Be Google: Blow Away Your Next Candidate With a Pure Analytical Question...
December 07, 2009
Let's face it. Even if you're one of the best interviewers in the history of that scrum you call a company, odds are you've gone through periods where you just didn't feel like bringing your A-game to the table when interviewing candidates. It's OK, it happens to everyone who interviews a lot for a living. You're human.
The problem goes something like this: You've interviewed thousands of candidates, and those candidates tend to cluster around 4-5 basic skill sets, although you might have some slightly different flavors within those clusters from time to time. The limited diversity you see is the issue. You've done this so many times, you feel like you know whether a candidate is going to be a fit within 180 seconds, so after a while you start going through the motions.
Unfortunately, your human reaction to this dilemma means you'll never be as good in interviewing as you could have been, and here's why: When you phone screen 20 candidates and know within 180 seconds in each interview which 4 are the ones you're going to bring in to interview, you stop trying as hard.
Which means you stop giving valuable opinions to hiring managers on the 4 candidates you bring in for live interviews. That's a problem.
In my experience, if you are in this type of interviewing rut, there are 3 ways you can shake off the cobwebs:
1. Go negative. Use behavioral questions that ask for negative information (tell me about a time when you got fired or removed from a project. What the heck happened?) to stress the candidate and make it entertaining for you. You'll get great info as a result.
2. Get aggressive on the money side with the candidate. Find out what they need and ask them if they would take less, or what they could do to provide more value to your company and earn more. Nothing perks up the exchange better than a nice exchange about straight cash, homie.
3. Make the candidate think a lot more than they want to. Break out some questions that tell you how the candidate thinks and how they attack problems. You always learn from this type of exchange, whether the candidate implodes or waxes poetic for the next 15 minutes after you ask the question.
Need an example of how to make the candidate think? Try this story from Silicon Valley Insider about interviewing at Google:
"About ten minutes in, Oliver turned the tables. “I’m going to ask you a few questions that may sound strange,” he premised. I paused. Is there really any good response to a comment like that? He seemed to read my mind because he elaborated: “These questions are meant to test your analytical thinking.” Oh no. He was about to ask me the famous, ridiculously impossible Google questions I had been reading about on-line.

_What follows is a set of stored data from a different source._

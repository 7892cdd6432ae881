//! Configuration management for the CLI

use anyhow::{Context, Result};
use clap::ValueEnum;
use serde::Deserialize;
use std::path::{Path, PathBuf};
use timeline_lib::exclusions::{KNOWN_RESTART_EXCLUSIONS, RESTART_THRESHOLD};

/// Environment variable prefix for every setting
const ENV_PREFIX: &str = "PODTL";

/// Log output format
#[derive(Debug, Clone, Copy, Default, PartialEq, Eq, Deserialize, ValueEnum)]
#[serde(rename_all = "lowercase")]
pub enum LogFormat {
    /// Human-readable lines
    #[default]
    Pretty,
    /// One JSON object per event
    Json,
}

/// CLI configuration
#[derive(Debug, Clone, Deserialize)]
pub struct CliConfig {
    /// Locator patterns whose restart diagnostics are suppressed
    #[serde(default = "default_exclusions")]
    pub exclusions: Vec<String>,

    /// Omit zero-width intervals from written documents
    #[serde(default)]
    pub skip_instants: bool,

    /// Restarts tolerated before a container is reported
    #[serde(default = "default_restart_threshold")]
    pub restart_threshold: usize,

    #[serde(default)]
    pub log_format: LogFormat,
}

fn default_restart_threshold() -> usize {
    RESTART_THRESHOLD
}

fn default_exclusions() -> Vec<String> {
    KNOWN_RESTART_EXCLUSIONS.iter().map(|s| s.to_string()).collect()
}

impl Default for CliConfig {
    fn default() -> Self {
        Self {
            exclusions: default_exclusions(),
            skip_instants: false,
            restart_threshold: default_restart_threshold(),
            log_format: LogFormat::default(),
        }
    }
}

impl CliConfig {
    /// Load configuration from an optional file, then the environment
    ///
    /// An explicitly named file must exist. The default location is only
    /// read when present.
    pub fn load(explicit: Option<&Path>) -> Result<Self> {
        let file = match explicit {
            Some(path) => Some(config::File::from(path).required(true)),
            None => Self::default_path()
                .map(|base| config::File::with_name(&base.to_string_lossy()).required(false)),
        };

        let mut builder = config::Config::builder();
        if let Some(file) = file {
            builder = builder.add_source(file);
        }
        let settings = builder
            .add_source(
                config::Environment::with_prefix(ENV_PREFIX)
                    .try_parsing(true)
                    .list_separator(",")
                    .with_list_parse_key("exclusions"),
            )
            .build()
            .context("Failed to load configuration")?;

        settings
            .try_deserialize()
            .context("Failed to parse configuration")
    }

    /// Base path of the default configuration file, without extension
    fn default_path() -> Option<PathBuf> {
        let home = dirs_next::home_dir()?;
        Some(home.join(".config").join("podtl").join("config"))
    }
}

#[cfg(test)]
mod tests {
    use super::*;
    use tempfile::TempDir;

    #[test]
    fn test_defaults() {
        let config = CliConfig::default();
        assert_eq!(config.exclusions.len(), KNOWN_RESTART_EXCLUSIONS.len());
        assert!(!config.skip_instants);
        assert_eq!(config.restart_threshold, 3);
        assert_eq!(config.log_format, LogFormat::Pretty);
    }

    #[test]
    fn test_load_explicit_file() {
        let dir = TempDir::new().unwrap();
        let path = dir.path().join("podtl.toml");
        std::fs::write(
            &path,
            "exclusions = [\"container/etcd$\"]\nskip_instants = true\nlog_format = \"json\"\n",
        )
        .unwrap();

        let config = CliConfig::load(Some(&path)).unwrap();
        assert_eq!(config.exclusions, vec!["container/etcd$".to_string()]);
        assert!(config.skip_instants);
        assert_eq!(config.log_format, LogFormat::Json);
    }

    #[test]
    fn test_missing_explicit_file_is_an_error() {
        let dir = TempDir::new().unwrap();
        assert!(CliConfig::load(Some(&dir.path().join("absent.toml"))).is_err());
    }

    #[test]
    fn test_partial_file_keeps_defaults() {
        let dir = TempDir::new().unwrap();
        let path = dir.path().join("podtl.json");
        std::fs::write(&path, "{\"skip_instants\": true, \"restart_threshold\": 1}").unwrap();

        let config = CliConfig::load(Some(&path)).unwrap();
        assert!(config.skip_instants);
        assert_eq!(config.restart_threshold, 1);
        assert_eq!(config.exclusions, default_exclusions());
    }
}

If you’ve never interviewed with the Internet giant, you may have never heard the types of questions they ask their interviewees. The searches I had done warned me that Google might inquire how much I’d pay someone to wash all of the windows in Seattle or what I’d do if I was shrunk to the size of a nickel and placed in a blender with churning blades.

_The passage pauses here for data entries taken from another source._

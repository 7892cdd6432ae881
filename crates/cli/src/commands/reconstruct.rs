//! Reconstruction command

use crate::output::print_warning;
use anyhow::{Context, Result};
use chrono::{DateTime, Utc};
use std::collections::BTreeMap;
use std::io::Write;
use std::path::PathBuf;
use timeline_lib::reconstruct::lifecycle::CONTAINER_START;
use timeline_lib::{
    reconstruct, serialization, summarize, ExclusionFilter, Interval, Locator, StructuredLogger,
    TimelineMetrics,
};
use tracing::warn;

/// Arguments for one reconstruction run, after config defaults are applied
#[derive(Debug, Clone)]
pub struct ReconstructArgs {
    pub input: PathBuf,
    pub start: DateTime<Utc>,
    pub end: DateTime<Utc>,
    pub output: Option<PathBuf>,
    pub skip_instants: bool,
    pub restart_threshold: usize,
    pub metrics_file: Option<PathBuf>,
}

/// Read instants, reconstruct intervals and write the canonical document
pub fn run(args: &ReconstructArgs, filter: &ExclusionFilter) -> Result<()> {
    let logger = StructuredLogger::new(args.input.display().to_string());
    let metrics = TimelineMetrics::new();

    let instants = serialization::read_instants_file(&args.input)
        .with_context(|| format!("Failed to read instants from {}", args.input.display()))?;
    logger.log_run_started(instants.len(), args.start, args.end);

    let started = std::time::Instant::now();
    let intervals = reconstruct(&instants, args.start, args.end)?;
    let elapsed = started.elapsed().as_secs_f64();

    let summary = summarize(&intervals);
    metrics.record_run(instants.len(), &summary, elapsed);
    logger.log_reconstruction(&summary, elapsed);

    report_restarts(&intervals, args.restart_threshold, filter, &logger);

    let items = if args.skip_instants {
        intervals.iter().filter(|i| !i.is_instant()).count()
    } else {
        intervals.len()
    };
    match &args.output {
        Some(path) => {
            if args.skip_instants {
                serialization::write_spans_file(path, &intervals)?;
            } else {
                serialization::write_intervals_file(path, &intervals)?;
            }
            logger.log_output_written(&path.display().to_string(), items, args.skip_instants);
        }
        None => {
            let json = if args.skip_instants {
                serialization::spans_to_json(&intervals)?
            } else {
                serialization::intervals_to_json(&intervals)?
            };
            let mut stdout = std::io::stdout().lock();
            stdout.write_all(&json)?;
            writeln!(stdout)?;
            logger.log_output_written("stdout", items, args.skip_instants);
        }
    }

    if let Some(path) = &args.metrics_file {
        let text = metrics.render().context("Failed to encode metrics")?;
        std::fs::write(path, text)
            .with_context(|| format!("Failed to write metrics to {}", path.display()))?;
    }

    Ok(())
}

/// Restart counts of containers that restarted more than `threshold` times
///
/// Every `ContainerStart` after a container's first is one restart.
pub fn restarted_containers(intervals: &[Interval], threshold: usize) -> BTreeMap<&Locator, usize> {
    let mut starts: BTreeMap<&Locator, usize> = BTreeMap::new();
    for interval in intervals {
        if interval.locator.is_container() && interval.reason() == Some(CONTAINER_START) {
            *starts.entry(&interval.locator).or_default() += 1;
        }
    }
    starts
        .into_iter()
        .map(|(locator, count)| (locator, count - 1))
        .filter(|(_, restarts)| *restarts > threshold)
        .collect()
}

fn report_restarts(
    intervals: &[Interval],
    threshold: usize,
    filter: &ExclusionFilter,
    logger: &StructuredLogger,
) {
    for (locator, restarts) in restarted_containers(intervals, threshold) {
        let excluded = filter.is_excluded(locator.as_str());
        logger.log_exclusion(locator.as_str(), excluded);
        if excluded {
            continue;
        }
        warn!(locator = %locator, restarts = restarts, threshold = threshold, "Container restarted");
        print_warning(&format!("{} restarted {} time(s)", locator, restarts));
    }
}

#[cfg(test)]
mod tests {
    use super::*;
    use chrono::TimeZone;
    use timeline_lib::Level;

    fn start(locator: &Locator, secs: u32) -> Interval {
        let at = Utc.with_ymd_and_hms(2022, 3, 7, 18, 41, secs).unwrap();
        Interval {
            level: Level::Info,
            locator: locator.clone(),
            message: "constructed/true reason/ContainerStart cause/ ".to_string(),
            from: at,
            to: at,
        }
    }

    #[test]
    fn test_restarted_containers() {
        let app = Locator::container("ns", "p", "u", "app");
        let sidecar = Locator::container("ns", "p", "u", "sidecar");
        let mut intervals = vec![start(&sidecar, 0), start(&sidecar, 1)];
        intervals.extend((0..5).map(|n| start(&app, n * 10)));

        let restarted = restarted_containers(&intervals, 0);
        assert_eq!(restarted.get(&app), Some(&4));
        assert_eq!(restarted.get(&sidecar), Some(&1));
    }

    #[test]
    fn test_restarts_at_threshold_are_tolerated() {
        let app = Locator::container("ns", "p", "u", "app");
        let intervals: Vec<Interval> = (0..4).map(|n| start(&app, n * 10)).collect();
        assert!(restarted_containers(&intervals, 3).is_empty());

        let intervals: Vec<Interval> = (0..5).map(|n| start(&app, n * 10)).collect();
        assert_eq!(restarted_containers(&intervals, 3).get(&app), Some(&4));
    }

    #[test]
    fn test_pod_level_intervals_are_ignored() {
        let pod = Locator::pod("ns", "p", "u");
        let intervals = vec![start(&pod, 1), start(&pod, 2)];
        assert!(restarted_containers(&intervals, 0).is_empty());
    }
}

“I want you to estimate,” Oliver began, “how much money you think Google makes daily from Gmail ads.” Oh. My. GOSH. Was he serious? The answer depended on so many different factors, none of which I had any clue how to guesstimate."
Click through and read the exchange for fun. The key isn't the answer, it's the depth of the explanation the candidate gives about why they would approach the problem a certain way. If you use the approach, look for the following two fail points: quick answers and little explanation for why related to your follow-ups for more information (they've given up and just want the bells to stop ringing), or a fifteen minute term paper that leaves you wanting a nap.
Hard on the candidate, but good for you to use to break out of your rut. Don't let yourself quit on trying to get the best information possible about every candidate - it's the only way you stay world-class as an interviewer.
Good Grief.
Why does jumping out of the interview rut involves torturing candidates? Yes, its fun for us, but...
Wait.
Thinking further, this might play well into Tim Sackett's idea of creating a "hard to get into" image for your company. So, I'll be creating a "weird question" list for my interview marathon on Wednesday.
Posted by: tlcolson | December 07, 2009 at 08:34 AM
Two other places with extremely high hiring bars are Goldman Sachs and Amazon.com with multiple stages of phone and onsite interviews with highly technical and analytical problems. But then they also get some of the brightest candidates in the country and are amongst the best in the world in their respective areas.
Posted by: survivor | December 07, 2009 at 01:09 PM
The analytical "estimate this" questions are a good. They seem to be pretty standard for a lot of the grad recruiting that I've seen.